Realism is Key for SMEs Looking to Sell in 2025


Leighton Reed

GUEST COLUMN:

Leighton Reed
Consultant Tax Partner
MHA

I have worked closely with many businesses across Wales and I have seen at close quarters how the mergers and acquisitions landscape has evolved over recent years.

This year there are certainly opportunities for SMEs considering a sale, but my experience tells me that realism will be absolutely vital if business owners are to achieve successful exits.

There is no shortage of liquidity. Private equity and venture capital firms continue to have significant funds available. The global figure is estimated to be around $4 trillion, and that money is ready to be deployed. Private equity in particular has been very active in Wales, and we have seen businesses in sectors such as accountancy and law benefit from this interest. Sellers have, in many cases, secured good multiples based on turnover or profits.

However, it would be wrong to suggest that everything is straightforward. While there is appetite among investors, there are also growing signs of caution. Multiples are starting to come down and buyers are becoming more selective. For business owners, that means being clear-eyed about valuation.

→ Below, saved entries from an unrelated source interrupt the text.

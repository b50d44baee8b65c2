//! Infrastructure failures shared by the persistence adapters.

use tracing::error;

use crate::domain::Error;

use super::define_port_error;

define_port_error! {
    /// Failures raised by storage adapters before a domain outcome is known.
    pub enum StoreError {
        /// A connection could not be checked out or established.
        Connection { message: String } => "store connection failed: {message}",
        /// A query or mutation failed during execution.
        Query { message: String } => "store query failed: {message}",
    }
}

impl From<StoreError> for Error {
    fn from(value: StoreError) -> Self {
        error!(error = %value, "store failure");
        match value {
            StoreError::Connection { .. } => {
                Self::service_unavailable("Service temporarily unavailable")
            }
            StoreError::Query { .. } => Self::internal("Internal server error"),
        }
    }
}
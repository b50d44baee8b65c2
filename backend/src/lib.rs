//! Repair shop backend: identities, inventory and service tickets.

pub mod doc;
pub mod domain;
pub mod inbound;
pub mod middleware;
pub mod outbound;

pub use middleware::Trace;
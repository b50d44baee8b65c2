//! Server construction and middleware wiring.

mod config;
mod settings;
mod state_builders;

pub use config::ServerConfig;
pub use settings::ServerSettings;

use state_builders::build_http_state;

use actix_web::dev::{Server, ServiceFactory, ServiceRequest, ServiceResponse};
use actix_web::{App, HttpServer, web};

use mechanic_shop::Trace;
#[cfg(debug_assertions)]
use mechanic_shop::doc::ApiDoc;
use mechanic_shop::inbound::http::configure_api;
use mechanic_shop::inbound::http::health::{HealthState, live, ready};
use mechanic_shop::inbound::http::state::HttpState;
use mechanic_shop::inbound::http::validation::{json_config, path_config};
#[cfg(debug_assertions)]
use utoipa::OpenApi;
#[cfg(debug_assertions)]
use utoipa_swagger_ui::SwaggerUi;

fn build_app(
    health_state: web::Data<HealthState>,
    http_state: web::Data<HttpState>,
) -> App<
    impl ServiceFactory<
        ServiceRequest,
        Config = (),
        Response = ServiceResponse,
        Error = actix_web::Error,
        InitError = (),
    >,
> {
    let app = App::new()
        .app_data(health_state)
        .app_data(http_state)
        .app_data(json_config())
        .app_data(path_config())
        .wrap(Trace)
        .service(web::scope("/api/v1").configure(configure_api))
        .service(ready)
        .service(live);

    #[cfg(debug_assertions)]
    let app = app.service(SwaggerUi::new("/docs/{_:.*}").url("/api-docs/openapi.json", ApiDoc::openapi()));

    app
}

/// Construct an Actix HTTP server using the provided health state and configuration.
///
/// # Errors
/// Propagates [`std::io::Error`] when binding the socket fails.
pub fn create_server(
    health_state: web::Data<HealthState>,
    config: &ServerConfig,
) -> std::io::Result<Server> {
    let server_health_state = health_state.clone();
    let http_state = build_http_state(config);

    let server = HttpServer::new(move || {
        build_app(server_health_state.clone(), http_state.clone())
    })
    .bind(config.bind_addr)?
    .run();

    health_state.mark_ready();
    Ok(server)
}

Across the SME market, there has been a tendency for owner-managed businesses to overvalue themselves. It is understandable – owners have put years of hard work into building their companies. But a buyer looks at a business very differently. They will assess the risks, the opportunities, and ultimately, the payback period. Sellers need to put themselves in the buyer’s shoes and ask what return on investment they would expect if the roles were reversed.

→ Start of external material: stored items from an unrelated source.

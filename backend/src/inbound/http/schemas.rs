//! OpenAPI schema definitions for domain types.
//!
//! Domain types remain framework-agnostic by not deriving `ToSchema`. This
//! module provides the schema definitions required for OpenAPI documentation
//! using utoipa's external schema registration.

use utoipa::ToSchema;

/// OpenAPI schema for [`crate::domain::ErrorCode`].
///
/// Stable machine-readable error codes returned in API error responses.
#[derive(ToSchema)]
#[schema(as = crate::domain::ErrorCode)]
pub enum ErrorCodeSchema {
    /// A request field failed validation.
    #[schema(rename = "validation_failed")]
    ValidationFailed,
    /// The body references a customer, mechanic or part that does not exist.
    #[schema(rename = "invalid_reference")]
    InvalidReference,
    /// Email, phone or part name is already taken.
    #[schema(rename = "duplicate_value")]
    DuplicateValue,
    /// Missing, malformed, expired or revoked token.
    #[schema(rename = "unauthenticated")]
    Unauthenticated,
    /// Authenticated but the role is not allowed.
    #[schema(rename = "forbidden")]
    Forbidden,
    /// The addressed resource does not exist.
    #[schema(rename = "not_found")]
    NotFound,
    /// Not enough stock to reserve.
    #[schema(rename = "insufficient_stock")]
    InsufficientStock,
    /// Returning more units than the ticket used.
    #[schema(rename = "over_return")]
    OverReturn,
    /// Removing the last mechanic from a ticket.
    #[schema(rename = "last_mechanic_violation")]
    LastMechanicViolation,
    /// Deleting a mechanic would leave a ticket unstaffed.
    #[schema(rename = "would_orphan_ticket")]
    WouldOrphanTicket,
    /// The write raced another change or the record is in use.
    #[schema(rename = "conflict")]
    Conflict,
    /// The backing store is unreachable.
    #[schema(rename = "service_unavailable")]
    ServiceUnavailable,
    /// An unexpected error occurred on the server.
    #[schema(rename = "internal_error")]
    InternalError,
}

/// OpenAPI schema for [`crate::domain::Error`].
///
/// API error response payload with machine-readable code and human-readable
/// message.
#[derive(ToSchema)]
#[schema(as = crate::domain::Error)]
#[schema(rename_all = "camelCase")]
#[expect(
    dead_code,
    reason = "Used only for OpenAPI schema generation via utoipa"
)]
pub struct ErrorSchema {
    /// Stable machine-readable error code.
    #[schema(example = "validation_failed")]
    code: ErrorCodeSchema,
    /// Human-readable message returned to clients.
    #[schema(example = "Invalid email address")]
    message: String,
    /// Correlation identifier echoed in the `trace-id` header.
    #[schema(example = "3fa85f64-5717-4562-b3fc-2c963f66afa6")]
    trace_id: Option<String>,
    /// Field-keyed details such as `{"field": "email", "code": "invalid_format"}`.
    details: Option<serde_json::Value>,
}
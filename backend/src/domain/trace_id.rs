//! Request-scoped trace identifier for correlating logs and error payloads.
//!
//! The identifier lives in tokio task-local storage. Task locals are not
//! inherited by spawned tasks, so wrap spawned work in [`TraceId::scope`].

use std::future::Future;

use tokio::task_local;
use uuid::Uuid;

task_local! {
    static TRACE_ID: TraceId;
}

/// Response header carrying the trace identifier.
pub const TRACE_ID_HEADER: &str = "trace-id";

/// Per-request trace identifier exposed via task-local storage.
///
/// # Examples
/// ```
/// use mechanic_shop::domain::TraceId;
///
/// # tokio::runtime::Runtime::new().unwrap().block_on(async {
/// let trace_id: TraceId = "00000000-0000-0000-0000-000000000000"
///     .parse()
///     .expect("valid UUID");
/// let observed = TraceId::scope(trace_id, async move { TraceId::current() }).await;
/// assert_eq!(observed, Some(trace_id));
/// # });
/// ```
#[derive(Debug, Clone, Copy, PartialEq, Eq)]
pub struct TraceId(Uuid);

impl TraceId {
    /// Generate a new random trace identifier.
    #[must_use]
    pub fn generate() -> Self {
        Self(Uuid::new_v4())
    }

    /// Returns the current trace identifier if one is in scope.
    #[must_use]
    pub fn current() -> Option<Self> {
        TRACE_ID.try_with(|id| *id).ok()
    }

    /// Execute the provided future with the supplied trace identifier in scope.
    pub async fn scope<Fut>(trace_id: Self, fut: Fut) -> Fut::Output
    where
        Fut: Future,
    {
        TRACE_ID.scope(trace_id, fut).await
    }
}

impl std::fmt::Display for TraceId {
    fn fmt(&self, f: &mut std::fmt::Formatter<'_>) -> std::fmt::Result {
        write!(f, "{}", self.0)
    }
}

impl std::str::FromStr for TraceId {
    type Err = uuid::Error;

    fn from_str(s: &str) -> Result<Self, Self::Err> {
        Ok(Self(Uuid::parse_str(s)?))
    }
}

Another important point is what happens after the deal. Private equity buyers in particular will often expect the existing owners to stay on and help run the business for a period of two, three or even five years. The transition from owner to employee can be a difficult one. Many sellers are surprised by how different the experience feels once they are no longer the decision-makers. It is important to understand this dynamic before entering negotiations.

Business owners should also give serious thought to what they will do with the proceeds of a sale. Managing a significant sum of money can be harder than many expect. I have worked with clients who, after selling their businesses, told me that managing the cash was a bigger challenge than managing the company ever was.

Beyond valuation and transition planning, tax and regulation remain critical factors. In the UK the competitiveness of the tax system is an important driver for attracting investment. Research and development tax credits, capital allowances, and the headline corporation tax rate are all important parts of the conversation. However, rising employment costs and changes to reliefs mean that businesses need to plan carefully to understand the true after-tax position of any deal.

Access to funding is another important consideration. While the appetite for lending has not disappeared, the way businesses access finance has certainly changed. The reduction in the local presence of traditional banks means that businesses do not always have a relationship manager to speak to. Some banks are recognising this gap and are putting regional structures back in place, but the market is still adjusting. It remains crucial for businesses to have someone they can pick up the phone to, who understands their business and can advocate for them internally.

At the same time, we are seeing innovation in the funding landscape. Crowdfunding platforms are becoming more common, and employee ownership models are emerging as viable alternatives to third-party sales. Some businesses are finding that selling to employees, funded over time by the business itself, offers an attractive solution when traditional routes are less straightforward.

Looking ahead, I believe that the M&A market in Wales will be characterised by mixed fortunes. Government spending plans, particularly in areas such as defence and infrastructure, should stimulate economic activity and create opportunities for businesses that are well positioned to take advantage. However, the potential for further tax increases later in the year could create new uncertainties.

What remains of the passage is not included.